Baxter knows that despite the fact that Libya have not played a full international since their African Nations Championship at the start of the year, they have a special relationship given that the league in the country has been disjointed and played in fits and starts due to the security issues in the North African nation.
That has given them more opportunity for national team camps and to work together, almost as a club side. "I think that the Libyans‚ because of their situation are together probably more than most national teams. I'll guess that they're going to be better organised than most national teams.
"Do they have the extreme talent of Sadio Mane and people like that? I don't think so‚ but they are good players.
"And the games that I've seen they've given every team a tough time‚ including Morocco. So it will be a tough game. But we've done our homework."
Amrouche has been lavish in his praise of Bafana, suggesting their players are the best on the continent, bar in front of goals, and he says they will be an open book for him to plan against.
"I know South Africa very well, Bafana Bafana," he told KweséESPN earlier this week.
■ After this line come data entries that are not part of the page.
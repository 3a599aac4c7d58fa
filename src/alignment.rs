//! Per-keyword alignment report.
//!
//! Produces the same JSON document as the remote `analyze-alignment`
//! endpoint, computed with the local scorer so both agree on score range
//! and pass bar.

use std::collections::HashMap;

use crate::config::PASS_THRESHOLD;
use crate::models::{AlignmentReport, KeywordAlignment, KeywordKind};
use crate::scorer::SdScorer;
use crate::text;

/// Keywords kept per report.
pub const TOP_KEYWORDS: usize = 8;

/// Alignment at or above this marks a keyword as a top contributor.
pub const CONTRIBUTOR_THRESHOLD: f64 = 0.50;

/// Alignment below this marks a keyword as a weak link.
pub const WEAK_LINK_THRESHOLD: f64 = 0.30;

/// Lower edge of the "attention" band just under the pass bar.
pub const ATTENTION_THRESHOLD: f64 = 0.50;

/// Names longer than this many words fail the minimalism check.
pub const MAX_NAME_WORDS: usize = 3;

const REPORT_STOP_WORDS: &[&str] = &[
    "pelo", "pela", "pelos", "pelas", "este", "esse", "aquele", "qual", "quais", "sem",
];

const TECHNICAL_TERMS: &[&str] = &[
    "api", "apis", "rest", "http", "json", "xml", "codigo", "software", "sistema", "aplicacao",
    "endpoint", "dados", "database", "llm", "ia", "ai", "vetor", "latente", "semantico",
];

const ACTION_TERMS: &[&str] = &[
    "analise", "varredura", "auditoria", "desenvolvimento", "criacao", "geracao", "traducao",
    "conversao", "exploracao", "investigacao", "desmontar", "validar", "testar", "mapear",
];

const QUALITY_TERMS: &[&str] = &[
    "gratuito", "gratuitas", "premium", "profissional", "especializado", "avancado", "simples",
    "rapido", "eficiente", "melhor", "novo",
];

/// Role names too generic to carry domain meaning.
const GENERIC_ROLES: &[&str] = &["analista", "assistente", "consultor", "gerente"];

pub fn classify_keyword(word: &str) -> KeywordKind {
    if TECHNICAL_TERMS.contains(&word) {
        KeywordKind::Technical
    } else if ACTION_TERMS.contains(&word) {
        KeywordKind::Action
    } else if QUALITY_TERMS.contains(&word) {
        KeywordKind::Quality
    } else {
        KeywordKind::Domain
    }
}

/// Extract signal keywords from a domain with frequency and relevance.
///
/// Ordered by frequency, ties in first-occurrence order. Quality terms are
/// dropped after counting, so they still dilute relevance.
pub fn extract_keywords(domain: &str, top_n: usize) -> Vec<(String, KeywordKind, usize, f64)> {
    let folded = text::fold_diacritics(&domain.to_lowercase());
    let cleaned: String = folded
        .chars()
        .map(|c| {
            if c.is_ascii_lowercase() || c.is_ascii_digit() || c == '-' || c.is_whitespace() {
                c
            } else {
                ' '
            }
        })
        .collect();

    let tokens: Vec<&str> = cleaned
        .split_whitespace()
        .filter(|t| t.len() > 2)
        .filter(|t| !text::is_stop_word(t) && !REPORT_STOP_WORDS.contains(t))
        .collect();
    let total = tokens.len();

    let mut order: Vec<&str> = Vec::new();
    let mut counts: HashMap<&str, usize> = HashMap::new();
    for &token in &tokens {
        let count = counts.entry(token).or_insert(0);
        if *count == 0 {
            order.push(token);
        }
        *count += 1;
    }
    // stable sort keeps first-occurrence order among equal counts
    order.sort_by(|a, b| counts[b].cmp(&counts[a]));

    order
        .into_iter()
        .filter_map(|word| {
            let kind = classify_keyword(word);
            if kind == KeywordKind::Quality {
                return None;
            }
            let frequency = counts[word];
            let relevance = (frequency as f64 / total as f64).min(1.0);
            Some((word.to_string(), kind, frequency, relevance))
        })
        .take(top_n)
        .collect()
}

pub struct AlignmentAnalyzer {
    scorer: SdScorer,
}

impl AlignmentAnalyzer {
    pub fn new() -> Self {
        Self {
            scorer: SdScorer::new(),
        }
    }

    pub fn with_scorer(scorer: SdScorer) -> Self {
        Self { scorer }
    }

    pub fn analyze(&self, agent_name: &str, domain: &str) -> AlignmentReport {
        let semantic_density = self.scorer.calculate(agent_name, domain).score;
        let word_count = agent_name.split_whitespace().count().max(1);

        let mut keywords: Vec<KeywordAlignment> = extract_keywords(domain, TOP_KEYWORDS)
            .into_iter()
            .map(|(word, kind, frequency, relevance)| {
                let alignment = self.scorer.calculate(agent_name, &word).score;
                KeywordAlignment {
                    contribution: round3(alignment * relevance),
                    word,
                    kind,
                    frequency,
                    relevance,
                    alignment,
                }
            })
            .collect();
        keywords.sort_by(|a, b| {
            b.contribution
                .partial_cmp(&a.contribution)
                .unwrap_or(std::cmp::Ordering::Equal)
        });

        let top_contributors = keywords
            .iter()
            .filter(|k| k.alignment >= CONTRIBUTOR_THRESHOLD)
            .map(|k| k.word.clone())
            .collect();
        let weak_links = keywords
            .iter()
            .filter(|k| k.alignment < WEAK_LINK_THRESHOLD)
            .map(|k| k.word.clone())
            .collect();

        let recommendations = recommendations(agent_name, &keywords, semantic_density, word_count);

        AlignmentReport {
            agent_name: agent_name.to_string(),
            domain: domain.to_string(),
            semantic_density,
            word_count,
            keywords_analysis: keywords,
            top_contributors,
            weak_links,
            recommendations,
        }
    }
}

impl Default for AlignmentAnalyzer {
    fn default() -> Self {
        Self::new()
    }
}

/// Report with the default scorer.
pub fn analyze_alignment(agent_name: &str, domain: &str) -> AlignmentReport {
    AlignmentAnalyzer::new().analyze(agent_name, domain)
}

fn recommendations(
    agent_name: &str,
    keywords: &[KeywordAlignment],
    semantic_density: f64,
    word_count: usize,
) -> Vec<String> {
    let mut recs = Vec::new();

    if semantic_density >= PASS_THRESHOLD {
        recs.push(format!(
            "Density: PASS (SD {:.2} >= {:.2})",
            semantic_density, PASS_THRESHOLD
        ));
    } else if semantic_density >= ATTENTION_THRESHOLD {
        recs.push(format!(
            "Density: ATTENTION (SD {:.2}, target >= {:.2})",
            semantic_density, PASS_THRESHOLD
        ));
        if let Some(top) = keywords.first() {
            recs.push(format!(
                "Embed '{}' in the name (e.g. '{} de {}')",
                top.word, agent_name, top.word
            ));
        }
    } else {
        recs.push(format!("Density: FAIL (SD {:.2})", semantic_density));
        let normalized = text::normalize(agent_name);
        if GENERIC_ROLES.contains(&normalized.as_str()) {
            recs.push(format!(
                "Replace '{}' with a technical role (e.g. 'auditor', 'scanner', 'hacker')",
                agent_name
            ));
        }
    }

    if word_count <= MAX_NAME_WORDS {
        recs.push(format!(
            "Minimalism: PASS ({} words <= {})",
            word_count, MAX_NAME_WORDS
        ));
    } else {
        recs.push(format!(
            "Minimalism: FAIL ({} words > {})",
            word_count, MAX_NAME_WORDS
        ));
        recs.push(format!(
            "Shorten the name to at most {} words while keeping SD high",
            MAX_NAME_WORDS
        ));
    }

    recs
}

/// Round the exact decimal value of `x` to three places.
fn round3(x: f64) -> f64 {
    format!("{:.3}", x).parse().unwrap_or(x)
}

#[cfg(test)]
mod tests {
    use super::*;

    #[test]
    fn test_round3_uses_exact_decimal_value() {
        assert_eq!(round3(0.2345), 0.234);
        assert_eq!(round3(0.1235), 0.123);
        assert_eq!(round3(0.1236), 0.124);
        assert_eq!(round3(0.0), 0.0);
    }

    #[test]
    fn test_classify_keyword() {
        assert_eq!(classify_keyword("apis"), KeywordKind::Technical);
        assert_eq!(classify_keyword("auditoria"), KeywordKind::Action);
        assert_eq!(classify_keyword("premium"), KeywordKind::Quality);
        assert_eq!(classify_keyword("ofertas"), KeywordKind::Domain);
    }

    #[test]
    fn test_extract_keywords_frequency_order() {
        let kws = extract_keywords("ofertas de APIs, análise de APIs e ofertas premium", 8);
        let words: Vec<&str> = kws.iter().map(|k| k.0.as_str()).collect();
        assert_eq!(words, vec!["ofertas", "apis", "analise"]);
        // six counted tokens, premium included
        assert!((kws[0].3 - 2.0 / 6.0).abs() < 1e-12);
        assert_eq!(kws[1].1, KeywordKind::Technical);
        assert_eq!(kws[2].1, KeywordKind::Action);
    }

    #[test]
    fn test_extract_keywords_keeps_hyphens() {
        let kws = extract_keywords("red-team pentest", 8);
        assert_eq!(kws[0].0, "red-team");
    }

    #[test]
    fn test_extract_keywords_top_n() {
        let kws = extract_keywords("alpha beta gamma delta epsilon", 2);
        assert_eq!(kws.len(), 2);
        assert_eq!(kws[0].0, "alpha");
    }

    #[test]
    fn test_report_shape() {
        let report = analyze_alignment("Hacker Semântico", "análise forense de ofertas tech");
        assert_eq!(report.word_count, 2);
        assert!(report.semantic_density >= 0.0 && report.semantic_density <= 1.0);
        assert!(!report.keywords_analysis.is_empty());
        for pair in report.keywords_analysis.windows(2) {
            assert!(pair[0].contribution >= pair[1].contribution);
        }
        let json = serde_json::to_value(&report).unwrap();
        for key in [
            "agent_name",
            "semantic_density",
            "word_count",
            "keywords_analysis",
            "top_contributors",
            "weak_links",
            "recommendations",
        ] {
            assert!(json.get(key).is_some(), "missing {}", key);
        }
        assert!(json["keywords_analysis"][0].get("type").is_some());
    }

    #[test]
    fn test_contributors_and_weak_links_partition() {
        let report = analyze_alignment("Auditor forense", "analise forense de ofertas banana");
        assert!(report.top_contributors.contains(&"forense".to_string()));
        assert!(report.weak_links.contains(&"banana".to_string()));
        for w in &report.top_contributors {
            assert!(!report.weak_links.contains(w));
        }
    }

    #[test]
    fn test_recommendations_generic_role() {
        let report = analyze_alignment("Analista", "ofertas de produtos");
        assert!(report.recommendations[0].starts_with("Density: FAIL"));
        assert!(report.recommendations.iter().any(|r| r.contains("auditor")));
        assert!(report.recommendations.iter().any(|r| r.starts_with("Minimalism: PASS")));
    }

    #[test]
    fn test_recommendations_long_name() {
        let report = analyze_alignment(
            "Hacker Semantico Forense Estrategista Especializado",
            "analise tech",
        );
        assert_eq!(report.word_count, 5);
        assert!(report
            .recommendations
            .iter()
            .any(|r| r.starts_with("Minimalism: FAIL")));
    }
}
"Each coach who has been in charge of South Africa has come with his own philosophy. When the Brazilian was there (Carlos Alberto Parreira) there was one kind of football, when (Pitso) Mosimane was there then they played another style and now with (Stuart) Baxter, it is different again.
"But the quality of the players remains the same. With South African players, who are always getting creative football and I think for me, in terms of African football, they have the best quality of individual players."
Libya have won only five of their last 19 internationals since the start of 2017, but only lost five as well.
Draws are their game, especially away from home, and Saturday's result could rest on whether Bafana can pick their pocket and unlock that stubborn defence.